6. The automatic dust collector for exhaust gas treatment and recovery according to claim 5, wherein: the cross section of the dust removing bottom plate (112) is of an arc-shaped structure.

7. The automatic dust collector for exhaust gas treatment and recovery according to claim 5, wherein: the transmission assembly (14) comprises a driving roller (141), a first driven roller (142) and a second driven roller (143), wherein two ends of the driving roller (141) are respectively mounted on a left upper supporting plate (117) and a right upper supporting plate (119), a central shaft of the driving roller (141) is connected with a coupling of a dust removal motor (12), two ends of the first driven roller (142) and two ends of the second driven roller (143) are respectively connected with a left lower supporting plate (118) and a right lower supporting plate (1110), a damping assembly (17) is respectively mounted at two ends of a central shaft of the second driven roller (143), and the driving roller (141), the first driven roller (142) and the second driven roller (143) are all located in the dust removal filter screen (13).

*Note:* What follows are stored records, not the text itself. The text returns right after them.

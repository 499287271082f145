use thiserror::Error;

/// Errors raised by the holder analytics core and its collaborators
///
/// Expected conditions (empty snapshot, nobody eligible for a draw) are not
/// errors and never show up here.
#[derive(Debug, Error)]
pub enum TrackerError {
    #[error("upstream unavailable: {0}")]
    Upstream(String),

    #[error("http error: {0}")]
    Http(#[from] reqwest::Error),

    #[error("rpc error {code}: {message}")]
    Rpc { code: i64, message: String },

    #[error("decode error: {0}")]
    Decode(#[from] serde_json::Error),

    #[error("persistence error: {0}")]
    Persistence(#[from] std::io::Error),

    #[error("database error: {0}")]
    Database(#[from] rusqlite::Error),

    #[error("cohort size must be greater than zero")]
    InvalidCohortSize,

    #[error("a poll is already in progress")]
    PollInProgress,

    #[error("snapshot is for mint {got}, session tracks {expected}")]
    MintMismatch { expected: String, got: String },

    #[error(transparent)]
    Config(#[from] ConfigError),
}

#[derive(Debug, Error)]
pub enum ConfigError {
    #[error("Missing environment variable: {0}")]
    MissingVariable(String),

    #[error("Invalid configuration value: {0}")]
    InvalidValue(String),
}

pub type TrackerResult<T> = Result<T, TrackerError>;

8. The automatic dust collector for exhaust gas treatment and recovery according to claim 7, wherein: the damping assembly (17) comprises a first spring jacking block (171), damping springs (172) and a second spring jacking block (173), wherein the bottom of the first spring jacking block (171) is mounted at two ends of a central shaft of the second driven roller (143), a spring shaft is arranged at the top of the first spring jacking block (171), the damping springs (172) are sleeved on the spring shaft, and the top of each damping spring (172) is connected with the second spring jacking block (173).